Initially, Evans believed that this area was designed to serve a religious purpose, while he claimed that this was the priest-king's seat and that the presence of the griffins confirmed that this king was somehow beyond mortal realms. He also identified the stone throne as the seat of the mythical king of Crete, Minos, evidently applied Greek mythology. On the other hand, archaeologists Helga Reusch and Friedriech Matz suggested that the throne room was a sanctuary of a female divinity and that a priestess who sat there was her impersonator. The stone benches around the walls suggest a sitting council or perhaps a court, while a sunken area, called by Evans a "lustral basin", partially partitioned off at one side, was used for ritual bathing. In view of the civil and religious powers held by the king, there can be little argument against the notion that proceedings of an official character began with sacred ceremonials.

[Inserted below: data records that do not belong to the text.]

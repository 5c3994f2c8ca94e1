/*!
Logging setup and Prometheus instrumentation for tablesnap.

Metrics are only compiled in with the `metrics` feature. The recording
helpers are free functions so call sites need a single `#[cfg]` line.
*/

#[cfg(feature = "metrics")]
use prometheus::{Histogram, HistogramOpts, IntCounter, Registry, TextEncoder};
#[cfg(feature = "metrics")]
use std::sync::OnceLock;
#[cfg(feature = "metrics")]
use std::time::Duration;
use tracing::subscriber::set_global_default;
use tracing_subscriber::filter::Directive;
use tracing_subscriber::layer::SubscriberExt;
use tracing_subscriber::{EnvFilter, Registry as TracingRegistry};

use crate::{Result, TableSnapError};

/// Filter directive applied when `RUST_LOG` is not set
pub const DEFAULT_LOG_DIRECTIVE: &str = "tablesnap=info";

#[cfg(feature = "metrics")]
static METRICS: OnceLock<Option<TableSnapMetrics>> = OnceLock::new();

/// Counters and histograms for store traffic
#[cfg(feature = "metrics")]
#[derive(Debug)]
pub struct TableSnapMetrics {
    pub scan_pages_total: IntCounter,
    pub records_scanned_total: IntCounter,
    pub records_written_total: IntCounter,
    pub store_errors_total: IntCounter,
    pub store_latency_seconds: Histogram,

    registry: Registry,
}

#[cfg(feature = "metrics")]
impl TableSnapMetrics {
    fn new() -> Result<Self> {
        let registry = Registry::new();

        let scan_pages_total = counter(
            &registry,
            "tablesnap_scan_pages_total",
            "Scan pages fetched from the record store",
        )?;
        let records_scanned_total = counter(
            &registry,
            "tablesnap_records_scanned_total",
            "Records read by table scans",
        )?;
        let records_written_total = counter(
            &registry,
            "tablesnap_records_written_total",
            "Records written by restores",
        )?;
        let store_errors_total = counter(
            &registry,
            "tablesnap_store_errors_total",
            "Record store calls that failed after retries",
        )?;

        let store_latency_seconds = Histogram::with_opts(HistogramOpts::new(
            "tablesnap_store_latency_seconds",
            "Duration of record store calls in seconds",
        ))
        .map_err(|e| metric_error("tablesnap_store_latency_seconds", e))?;
        registry
            .register(Box::new(store_latency_seconds.clone()))
            .map_err(|e| metric_error("tablesnap_store_latency_seconds", e))?;

        Ok(Self {
            scan_pages_total,
            records_scanned_total,
            records_written_total,
            store_errors_total,
            store_latency_seconds,
            registry,
        })
    }

    /// The process-wide metrics, or `None` if registration failed
    pub fn global() -> Option<&'static TableSnapMetrics> {
        METRICS
            .get_or_init(|| match Self::new() {
                Ok(metrics) => Some(metrics),
                Err(e) => {
                    tracing::warn!(error = %e, "Metrics disabled");
                    None
                }
            })
            .as_ref()
    }

    /// Render every registered metric in the Prometheus text format
    pub fn gather_metrics(&self) -> Result<String> {
        TextEncoder::new()
            .encode_to_string(&self.registry.gather())
            .map_err(|e| TableSnapError::validation(format!("Failed to encode metrics: {e}")))
    }
}

#[cfg(feature = "metrics")]
fn counter(registry: &Registry, name: &str, help: &str) -> Result<IntCounter> {
    let counter = IntCounter::new(name, help).map_err(|e| metric_error(name, e))?;
    registry
        .register(Box::new(counter.clone()))
        .map_err(|e| metric_error(name, e))?;
    Ok(counter)
}

#[cfg(feature = "metrics")]
fn metric_error(name: &str, e: prometheus::Error) -> TableSnapError {
    TableSnapError::validation(format!("Failed to register {name}: {e}"))
}

/// One scan page of `records` records was fetched
#[cfg(feature = "metrics")]
pub fn record_scan_page(records: usize) {
    if let Some(metrics) = TableSnapMetrics::global() {
        metrics.scan_pages_total.inc();
        metrics.records_scanned_total.inc_by(records as u64);
    }
}

/// A restore committed `records` records
#[cfg(feature = "metrics")]
pub fn record_records_written(records: usize) {
    if let Some(metrics) = TableSnapMetrics::global() {
        metrics.records_written_total.inc_by(records as u64);
    }
}

/// A store call finished after `elapsed`
#[cfg(feature = "metrics")]
pub fn record_store_call(elapsed: Duration, ok: bool) {
    if let Some(metrics) = TableSnapMetrics::global() {
        metrics.store_latency_seconds.observe(elapsed.as_secs_f64());
        if !ok {
            metrics.store_errors_total.inc();
        }
    }
}

/// Prometheus text for the global metrics, empty when metrics are unavailable
#[cfg(feature = "metrics")]
pub fn gather_metrics() -> Result<String> {
    match TableSnapMetrics::global() {
        Some(metrics) => metrics.gather_metrics(),
        None => Ok(String::new()),
    }
}

/// Install a JSON tracing subscriber filtered by `RUST_LOG` plus `directive`
///
/// # Errors
/// * `TableSnapError::Validation` - `directive` does not parse or a global
///   subscriber is already installed
pub fn init_observability(directive: &str) -> Result<()> {
    #[cfg(feature = "metrics")]
    TableSnapMetrics::global();

    let directive = directive.parse::<Directive>().map_err(|e| {
        TableSnapError::validation(format!("Invalid log directive '{directive}': {e}"))
    })?;

    let fmt_layer = tracing_subscriber::fmt::layer()
        .json()
        .with_target(false)
        .with_current_span(false);

    let subscriber = TracingRegistry::default()
        .with(EnvFilter::from_default_env().add_directive(directive))
        .with(fmt_layer);

    set_global_default(subscriber).map_err(|e| {
        TableSnapError::validation(format!("Failed to set global tracing subscriber: {e}"))
    })?;

    tracing::info!("tablesnap observability initialized");
    Ok(())
}

/// [`init_observability`] with [`DEFAULT_LOG_DIRECTIVE`]
pub fn init_default_observability() -> Result<()> {
    init_observability(DEFAULT_LOG_DIRECTIVE)
}
/*!
tablesnap CLI - back up, restore and compare DynamoDB tables.

Backups are written as JSON arrays into a local directory. With `--report`,
each backup is compared against the previous snapshot of the same base name
and the changed records are written to `reports/`.
*/

use std::path::{Path, PathBuf};

use anyhow::{bail, Context};
use clap::{Parser, Subcommand, ValueEnum};
use serde_json::Value;
use tablesnap_core::config::DEFAULT_ORDERING_FIELD;
use tablesnap_core::metadata::parse_snapshot_file_name;
use tablesnap_core::observability::{gather_metrics, init_observability};
use tablesnap_core::{
    diff_snapshot_files, BackupEngine, BackupRequest, ChangeReport, DiffConfig,
    DynamoDbRecordStore, FieldComparisonPolicy, MatchMode, ReportFormat, ReportOutcome,
    ReportWriter, SnapshotSelector, StoreConfig,
};
use tabled::{Table, Tabled};
use tracing::{error, info};

#[derive(Parser)]
#[command(name = "tablesnap")]
#[command(about = "Backups, restores and change reports for DynamoDB tables")]
#[command(version)]
struct Cli {
    /// Enable verbose logging
    #[arg(short, long, global = true)]
    verbose: bool,

    /// Log output format
    #[arg(long, global = true, value_enum, default_value = "text")]
    log_format: LogFormat,

    /// Print Prometheus metrics to stderr when the command finishes
    #[arg(long, global = true)]
    print_metrics: bool,

    /// Alternative DynamoDB endpoint, e.g. http://localhost:8000
    #[arg(long, global = true)]
    endpoint_url: Option<String>,

    /// AWS region
    #[arg(long, global = true, env = "REGION", default_value = tablesnap_core::config::DEFAULT_REGION)]
    region: String,

    /// Access key id (paired with --secret-access-key)
    #[arg(long, global = true, env = "ACCESS_KEY", hide_env_values = true)]
    access_key_id: Option<String>,

    /// Secret access key (paired with --access-key-id)
    #[arg(long, global = true, env = "SECRET_KEY", hide_env_values = true)]
    secret_access_key: Option<String>,

    #[command(subcommand)]
    command: Commands,
}

#[derive(ValueEnum, Clone, Copy, Debug, PartialEq, Eq)]
enum LogFormat {
    Text,
    Json,
}

#[derive(ValueEnum, Clone, Copy, Debug, PartialEq, Eq)]
enum ReportArg {
    Json,
}

#[derive(ValueEnum, Clone, Copy, Debug, PartialEq, Eq)]
enum MatchArg {
    Prefix,
    Substring,
}

#[derive(ValueEnum, Clone, Copy, Debug, PartialEq, Eq)]
enum CompareArg {
    NewFields,
    Symmetric,
}

/// Options shared by every command that compares snapshots
#[derive(clap::Args, Debug, Clone)]
struct DiffArgs {
    /// Field identifying a record; defaults to the table's partition key, then `id`
    #[arg(long)]
    identity_key: Option<String>,

    /// Numeric field the report is sorted by
    #[arg(long, default_value = DEFAULT_ORDERING_FIELD)]
    order_by: String,

    /// How previous snapshot files are matched to the base name
    #[arg(long, value_enum, default_value = "prefix")]
    match_mode: MatchArg,

    /// Which fields take part in the comparison
    #[arg(long, value_enum, default_value = "new-fields")]
    compare: CompareArg,
}

#[derive(Subcommand)]
enum Commands {
    /// Scan a table into a snapshot file
    Backup {
        /// Table to back up
        table: String,
        /// Directory snapshots are written to
        output_dir: PathBuf,
        /// File base name (defaults to the table name)
        #[arg(long)]
        base_file_name: Option<String>,
        /// Write `{base}.json` instead of a timestamped file
        #[arg(long)]
        no_timestamp: bool,
        /// Write a change report against the previous snapshot
        #[arg(long, value_enum)]
        report: Option<ReportArg>,
        #[command(flatten)]
        diff: DiffArgs,
    },
    /// Write every record of a snapshot file into a table
    Restore {
        /// Target table
        table: String,
        /// Snapshot file to replay
        backup_file: PathBuf,
    },
    /// Compare two snapshot files without touching the store
    Diff {
        old_file: PathBuf,
        new_file: PathBuf,
        /// Write the report as JSON instead of printing a table
        #[arg(short, long)]
        output: Option<PathBuf>,
        #[command(flatten)]
        diff: DiffArgs,
    },
    /// Print the snapshot a report would be compared against
    Latest {
        directory: PathBuf,
        base_file_name: String,
        #[arg(long, value_enum, default_value = "prefix")]
        match_mode: MatchArg,
    },
    /// List the snapshots of a base name
    List {
        directory: PathBuf,
        base_file_name: String,
        #[arg(long, value_enum, default_value = "prefix")]
        match_mode: MatchArg,
    },
}

#[derive(Tabled)]
struct ChangeRow {
    #[tabled(rename = "Change")]
    change: &'static str,
    #[tabled(rename = "Identity")]
    identity: String,
    #[tabled(rename = "Order")]
    order: String,
    #[tabled(rename = "Fields")]
    fields: String,
}

#[derive(Tabled)]
struct SnapshotRow {
    #[tabled(rename = "File")]
    file: String,
    #[tabled(rename = "Captured")]
    captured: String,
    #[tabled(rename = "Size")]
    size: String,
}

fn main() -> Result<(), anyhow::Error> {
    let cli = Cli::parse();

    init_logging(cli.verbose, cli.log_format)?;

    let result = run(&cli);

    if cli.print_metrics {
        match gather_metrics() {
            Ok(text) => eprintln!("{text}"),
            Err(e) => error!("Failed to gather metrics: {}", e),
        }
    }

    result
}

fn run(cli: &Cli) -> Result<(), anyhow::Error> {
    match &cli.command {
        Commands::Backup {
            table,
            output_dir,
            base_file_name,
            no_timestamp,
            report,
            diff,
        } => {
            let mut request = BackupRequest::new(table.as_str(), output_dir.as_path())
                .with_timestamp(!no_timestamp);
            if let Some(base) = base_file_name {
                request = request.with_base_file_name(base.as_str());
            }
            if let Some(ReportArg::Json) = report {
                request = request.with_report(ReportFormat::Json);
            }
            backup(cli, &request, diff_config(diff))
        }
        Commands::Restore { table, backup_file } => restore(cli, table, backup_file),
        Commands::Diff {
            old_file,
            new_file,
            output,
            diff,
        } => diff_files(old_file, new_file, output.as_deref(), &diff_config(diff)),
        Commands::Latest {
            directory,
            base_file_name,
            match_mode,
        } => latest(directory, base_file_name, *match_mode),
        Commands::List {
            directory,
            base_file_name,
            match_mode,
        } => list(directory, base_file_name, *match_mode),
    }
}

fn init_logging(verbose: bool, format: LogFormat) -> Result<(), anyhow::Error> {
    let level = if verbose { "debug" } else { "info" };

    match format {
        LogFormat::Json => {
            init_observability(&format!("tablesnap={level}"))?;
        }
        LogFormat::Text => {
            let filter = tracing_subscriber::EnvFilter::try_from_default_env()
                .unwrap_or_else(|_| tracing_subscriber::EnvFilter::new(level));

            tracing_subscriber::fmt()
                .with_env_filter(filter)
                .with_target(false)
                .with_writer(std::io::stderr)
                .init();
        }
    }
    Ok(())
}

fn store_config(cli: &Cli) -> StoreConfig {
    StoreConfig {
        endpoint_url: cli.endpoint_url.clone(),
        region: cli.region.clone(),
        access_key_id: cli.access_key_id.clone(),
        secret_access_key: cli.secret_access_key.clone(),
    }
}

fn diff_config(args: &DiffArgs) -> DiffConfig {
    DiffConfig {
        identity_key: args.identity_key.clone(),
        ordering_field: args.order_by.clone(),
        field_policy: match args.compare {
            CompareArg::NewFields => FieldComparisonPolicy::NewFieldsOnly,
            CompareArg::Symmetric => FieldComparisonPolicy::Symmetric,
        },
        match_mode: match_mode(args.match_mode),
    }
}

fn match_mode(arg: MatchArg) -> MatchMode {
    match arg {
        MatchArg::Prefix => MatchMode::Prefix,
        MatchArg::Substring => MatchMode::Substring,
    }
}

fn backup(cli: &Cli, request: &BackupRequest, config: DiffConfig) -> Result<(), anyhow::Error> {
    config.validate()?;
    let store = DynamoDbRecordStore::new(&store_config(cli))?;
    let engine = BackupEngine::new(store, config);

    let outcome = engine
        .backup(request)
        .with_context(|| format!("backup of table '{}' failed", request.table_name))?;

    println!(
        "✓ Backed up {} records to {}",
        outcome.record_count,
        outcome.snapshot_path.display()
    );

    match outcome.report {
        ReportOutcome::NotRequested => {}
        ReportOutcome::NoPreviousSnapshot => {
            println!("  No previous snapshot of '{}'; no report written", request.base_name());
        }
        ReportOutcome::NoChanges { previous } => {
            println!("  No changes since {}", previous.display());
        }
        ReportOutcome::Written {
            previous,
            path,
            changes,
        } => {
            println!(
                "  {changes} changes since {}, report written to {}",
                previous.display(),
                path.display()
            );
        }
        ReportOutcome::Failed(e) => {
            error!("✗ Change report failed: {}", e);
            bail!("backup written but change report failed: {e}");
        }
    }

    Ok(())
}

fn restore(cli: &Cli, table: &str, backup_file: &Path) -> Result<(), anyhow::Error> {
    info!("Restoring {} into {}", backup_file.display(), table);

    let store = DynamoDbRecordStore::new(&store_config(cli))?;
    let engine = BackupEngine::new(store, DiffConfig::default());
    let summary = engine
        .restore_file(table, backup_file)
        .with_context(|| format!("restore into table '{table}' failed"))?;

    println!(
        "✓ Restored {} records into {}",
        summary.records_written, summary.table_name
    );
    Ok(())
}

fn diff_files(
    old_file: &Path,
    new_file: &Path,
    output: Option<&Path>,
    config: &DiffConfig,
) -> Result<(), anyhow::Error> {
    config.validate()?;
    let report = diff_snapshot_files(old_file, new_file, config)?;

    match output {
        Some(path) => {
            let dir = path.parent().unwrap_or(Path::new("."));
            ReportWriter::new(dir)
                .write_to(&report, path)
                .with_context(|| format!("failed to write {}", path.display()))?;
            println!("✓ {} changes written to {}", report.len(), path.display());
        }
        None if report.is_empty() => println!("No changes"),
        None => {
            let identity_key = config.identity_key.as_deref().unwrap_or("id");
            let rows = change_rows(&report, identity_key, &config.ordering_field);
            println!("{}", Table::new(rows));
        }
    }
    Ok(())
}

fn change_rows(report: &ChangeReport, identity_key: &str, ordering_field: &str) -> Vec<ChangeRow> {
    report
        .iter()
        .map(|change| {
            let new = change.new_record();
            let field_or_dash = |key: &str| new.get(key).map_or("-".to_string(), Value::to_string);
            ChangeRow {
                change: if change.is_added() { "added" } else { "modified" },
                identity: field_or_dash(identity_key),
                order: field_or_dash(ordering_field),
                fields: change.changed_fields().join(", "),
            }
        })
        .collect()
}

fn latest(directory: &Path, base_file_name: &str, mode: MatchArg) -> Result<(), anyhow::Error> {
    match SnapshotSelector::from_mode(match_mode(mode)).find_previous(directory, base_file_name)? {
        Some(path) => println!("{}", path.display()),
        None => println!("No snapshot of '{base_file_name}' in {}", directory.display()),
    }
    Ok(())
}

fn list(directory: &Path, base_file_name: &str, mode: MatchArg) -> Result<(), anyhow::Error> {
    let paths = SnapshotSelector::from_mode(match_mode(mode)).list_matching(directory, base_file_name)?;
    if paths.is_empty() {
        println!("No snapshots of '{base_file_name}' in {}", directory.display());
        return Ok(());
    }

    let rows: Vec<SnapshotRow> = paths
        .iter()
        .map(|path| {
            let file = path
                .file_name()
                .unwrap_or_default()
                .to_string_lossy()
                .to_string();
            let captured = parse_snapshot_file_name(&file)
                .and_then(|(_, at)| at)
                .map_or("-".to_string(), |at| at.format("%Y-%m-%d %H:%M UTC").to_string());
            let size = match std::fs::metadata(path) {
                Ok(meta) => format_size(meta.len()),
                Err(_) => "Unknown".to_string(),
            };
            SnapshotRow {
                file,
                captured,
                size,
            }
        })
        .collect();

    println!("{}", Table::new(rows));
    Ok(())
}

fn format_size(bytes: u64) -> String {
    const UNITS: &[&str] = &["B", "KB", "MB", "GB", "TB"];
    let mut size = bytes as f64;
    let mut unit_index = 0;

    while size >= 1024.0 && unit_index < UNITS.len() - 1 {
        size /= 1024.0;
        unit_index += 1;
    }

    if unit_index == 0 {
        format!("{} {}", bytes, UNITS[unit_index])
    } else {
        format!("{:.1} {}", size, UNITS[unit_index])
    }
}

According to various views, the throne itself may have actually had more religious than political significance, functioning in the re-enactment of epiphany rituals involving a High Priestess, as suggested by the iconography of griffins, palms, and altars in the wall-paintings. More recently, it has been suggested that the room was only used at dawn at certain times of the year for specific ceremonies.

==Mycenaean influence==
Various archaeologists claim that the room and its furniture most likely date to the time of the Mycenaean takeover circa after 1450 BC when political conditions in Crete were entirely different, as indicated by the concurrent appearance of elite tombs, individual burials and the presence of the Mycenaean Greek Linear B script. At that time, the palace at Knossos seems to have been modified in a minor way in order to include features such as the throne room. Especially, the stylized paintings of heraldically opposed griffins were popular in later era Mycenaean wall painting but not seen before in Crete. For instance, similar wall decoration was also found in the throne room of the Mycenaean palace of Pylos in the Peloponnese.